WHAT THE EXERCISE ASKS:
Give back the listing underneath, unchanged and complete.

┌──

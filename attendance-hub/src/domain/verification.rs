//! Verification request lifecycle.

use chrono::{DateTime, Utc};
use serde::{Deserialize, Serialize};

use crate::Error;

/// Status of a verification request.
///
/// `Pending` is the only non-terminal state.
#[derive(Debug, Clone, Copy, PartialEq, Eq, Hash, Default, Serialize, Deserialize)]
#[serde(rename_all = "snake_case")]
pub enum VerificationStatus {
    /// Submitted by a class representative, awaiting review.
    #[default]
    Pending,
    /// The reviewer confirmed the attendance record.
    Approved,
    /// The reviewer rejected the attendance record.
    Rejected,
    /// The attendance record is contested and may be escalated.
    Disputed,
}

impl VerificationStatus {
    /// Convert to database string representation.
    pub fn as_str(&self) -> &'static str {
        match self {
            Self::Pending => "pending",
            Self::Approved => "approved",
            Self::Rejected => "rejected",
            Self::Disputed => "disputed",
        }
    }

    /// Parse from database string representation.
    pub fn parse(s: &str) -> Option<Self> {
        match s {
            "pending" => Some(Self::Pending),
            "approved" => Some(Self::Approved),
            "rejected" => Some(Self::Rejected),
            "disputed" => Some(Self::Disputed),
            _ => None,
        }
    }

    pub fn is_terminal(&self) -> bool {
        !matches!(self, Self::Pending)
    }

    /// Validate a state transition.
    pub fn can_transition_to(&self, target: VerificationStatus) -> bool {
        use VerificationStatus::*;

        matches!((self, target), (Pending, Approved | Rejected | Disputed))
    }

    /// Attempt to transition to a new state.
    pub fn transition_to(&self, target: VerificationStatus) -> Result<VerificationStatus, Error> {
        if self.can_transition_to(target) {
            Ok(target)
        } else {
            Err(Error::InvalidStateTransition {
                from: self.as_str().to_string(),
                to: target.as_str().to_string(),
            })
        }
    }
}

impl std::fmt::Display for VerificationStatus {
    fn fmt(&self, f: &mut std::fmt::Formatter<'_>) -> std::fmt::Result {
        write!(f, "{}", self.as_str())
    }
}

/// Outcome a reviewer may choose for a pending request.
#[derive(Debug, Clone, Copy, PartialEq, Eq, Hash, Serialize, Deserialize)]
#[serde(rename_all = "snake_case")]
pub enum ReviewDecision {
    Approved,
    Rejected,
    Disputed,
}

impl ReviewDecision {
    pub fn status(&self) -> VerificationStatus {
        match self {
            Self::Approved => VerificationStatus::Approved,
            Self::Rejected => VerificationStatus::Rejected,
            Self::Disputed => VerificationStatus::Disputed,
        }
    }
}

/// Class representative's head count for the session.
#[derive(Debug, Clone, Default, PartialEq, Eq, Serialize, Deserialize)]
pub struct StudentAttendanceData {
    pub present_count: u32,
    #[serde(default)]
    pub absent_students: Vec<String>,
    /// Session quality, 1 (poor) to 5 (excellent).
    #[serde(default, skip_serializing_if = "Option::is_none")]
    pub quality_rating: Option<u8>,
    #[serde(default, skip_serializing_if = "Option::is_none")]
    pub technical_issues: Option<String>,
    #[serde(default, skip_serializing_if = "Option::is_none")]
    pub notes: Option<String>,
}

/// A class representative's dispute or confirmation of one attendance record.
#[derive(Debug, Clone, PartialEq, Serialize, Deserialize)]
pub struct VerificationRequest {
    pub id: String,
    pub attendance_record_id: String,
    pub submitted_by: String,
    pub status: VerificationStatus,
    pub submitted_at: DateTime<Utc>,
    pub reviewed_at: Option<DateTime<Utc>>,
    pub reviewed_by: Option<String>,
    pub escalated_at: Option<DateTime<Utc>>,
    pub verification_notes: Option<String>,
    pub review_notes: Option<String>,
    pub evidence_urls: Vec<String>,
    pub student_attendance_data: Option<StudentAttendanceData>,
}

impl VerificationRequest {
    /// A fresh pending request.
    pub fn new(
        attendance_record_id: impl Into<String>,
        submitted_by: impl Into<String>,
        evidence_urls: Vec<String>,
        verification_notes: Option<String>,
        student_attendance_data: Option<StudentAttendanceData>,
    ) -> Self {
        Self {
            id: uuid::Uuid::new_v4().to_string(),
            attendance_record_id: attendance_record_id.into(),
            submitted_by: submitted_by.into(),
            status: VerificationStatus::Pending,
            submitted_at: Utc::now(),
            reviewed_at: None,
            reviewed_by: None,
            escalated_at: None,
            verification_notes,
            review_notes: None,
            evidence_urls,
            student_attendance_data,
        }
    }

    pub fn is_open(&self) -> bool {
        self.status == VerificationStatus::Pending
    }

    pub fn is_escalated(&self) -> bool {
        self.escalated_at.is_some()
    }
}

└──

WRITTEN SOLUTION:
filename attendance-hub/src/domain/verification.rs
//! Verification request lifecycle.

use chrono::{DateTime, Utc};
use serde::{Deserialize, Serialize};

use crate::Error;

/// Status of a verification request.
///
/// `Pending` is the only non-terminal state.
#[derive(Debug, Clone, Copy, PartialEq, Eq, Hash, Default, Serialize, Deserialize)]
#[serde(rename_all = "snake_case")]
pub enum VerificationStatus {
    /// Submitted by a class representative, awaiting review.
    #[default]
    Pending,
    /// The reviewer confirmed the attendance record.
    Approved,
    /// The reviewer rejected the attendance record.
    Rejected,
    /// The attendance record is contested and may be escalated.
    Disputed,
}

impl VerificationStatus {
    /// Convert to database string representation.
    pub fn as_str(&self) -> &'static str {
        match self {
            Self::Pending => "pending",
            Self::Approved => "approved",
            Self::Rejected => "rejected",
            Self::Disputed => "disputed",
        }
    }

    /// Parse from database string representation.
    pub fn parse(s: &str) -> Option<Self> {
        match s {
            "pending" => Some(Self::Pending),
            "approved" => Some(Self::Approved),
            "rejected" => Some(Self::Rejected),
            "disputed" => Some(Self::Disputed),
            _ => None,
        }
    }

    pub fn is_terminal(&self) -> bool {
        !matches!(self, Self::Pending)
    }

    /// Validate a state transition.
    pub fn can_transition_to(&self, target: VerificationStatus) -> bool {
        use VerificationStatus::*;

        matches!((self, target), (Pending, Approved | Rejected | Disputed))
    }

    /// Attempt to transition to a new state.
    pub fn transition_to(&self, target: VerificationStatus) -> Result<VerificationStatus, Error> {
        if self.can_transition_to(target) {
            Ok(target)
        } else {
            Err(Error::InvalidStateTransition {
                from: self.as_str().to_string(),
                to: target.as_str().to_string(),
            })
        }
    }
}

impl std::fmt::Display for VerificationStatus {
    fn fmt(&self, f: &mut std::fmt::Formatter<'_>) -> std::fmt::Result {
        write!(f, "{}", self.as_str())
    }
}

/// Outcome a reviewer may choose for a pending request.
#[derive(Debug, Clone, Copy, PartialEq, Eq, Hash, Serialize, Deserialize)]
#[serde(rename_all = "snake_case")]
pub enum ReviewDecision {
    Approved,
    Rejected,
    Disputed,
}

impl ReviewDecision {
    pub fn status(&self) -> VerificationStatus {
        match self {
            Self::Approved => VerificationStatus::Approved,
            Self::Rejected => VerificationStatus::Rejected,
            Self::Disputed => VerificationStatus::Disputed,
        }
    }
}

/// Class representative's head count for the session.
#[derive(Debug, Clone, Default, PartialEq, Eq, Serialize, Deserialize)]
pub struct StudentAttendanceData {
    pub present_count: u32,
    #[serde(default)]
    pub absent_students: Vec<String>,
    /// Session quality, 1 (poor) to 5 (excellent).
    #[serde(default, skip_serializing_if = "Option::is_none")]
    pub quality_rating: Option<u8>,
    #[serde(default, skip_serializing_if = "Option::is_none")]
    pub technical_issues: Option<String>,
    #[serde(default, skip_serializing_if = "Option::is_none")]
    pub notes: Option<String>,
}

/// A class representative's dispute or confirmation of one attendance record.
#[derive(Debug, Clone, PartialEq, Serialize, Deserialize)]
pub struct VerificationRequest {
    pub id: String,
    pub attendance_record_id: String,
    pub submitted_by: String,
    pub status: VerificationStatus,
    pub submitted_at: DateTime<Utc>,
    pub reviewed_at: Option<DateTime<Utc>>,
    pub reviewed_by: Option<String>,
    pub escalated_at: Option<DateTime<Utc>>,
    pub verification_notes: Option<String>,
    pub review_notes: Option<String>,
    pub evidence_urls: Vec<String>,
    pub student_attendance_data: Option<StudentAttendanceData>,
}

impl VerificationRequest {
    /// A fresh pending request.
    pub fn new(
        attendance_record_id: impl Into<String>,
        submitted_by: impl Into<String>,
        evidence_urls: Vec<String>,
        verification_notes: Option<String>,
        student_attendance_data: Option<StudentAttendanceData>,
    ) -> Self {
        Self {
            id: uuid::Uuid::new_v4().to_string(),
            attendance_record_id: attendance_record_id.into(),
            submitted_by: submitted_by.into(),
            status: VerificationStatus::Pending,
            submitted_at: Utc::now(),
            reviewed_at: None,
            reviewed_by: None,
            escalated_at: None,
            verification_notes,
            review_notes: None,
            evidence_urls,
            student_attendance_data,
        }
    }

    pub fn is_open(&self) -> bool {
        self.status == VerificationStatus::Pending
    }

    pub fn is_escalated(&self) -> bool {
        self.escalated_at.is_some()
    }
}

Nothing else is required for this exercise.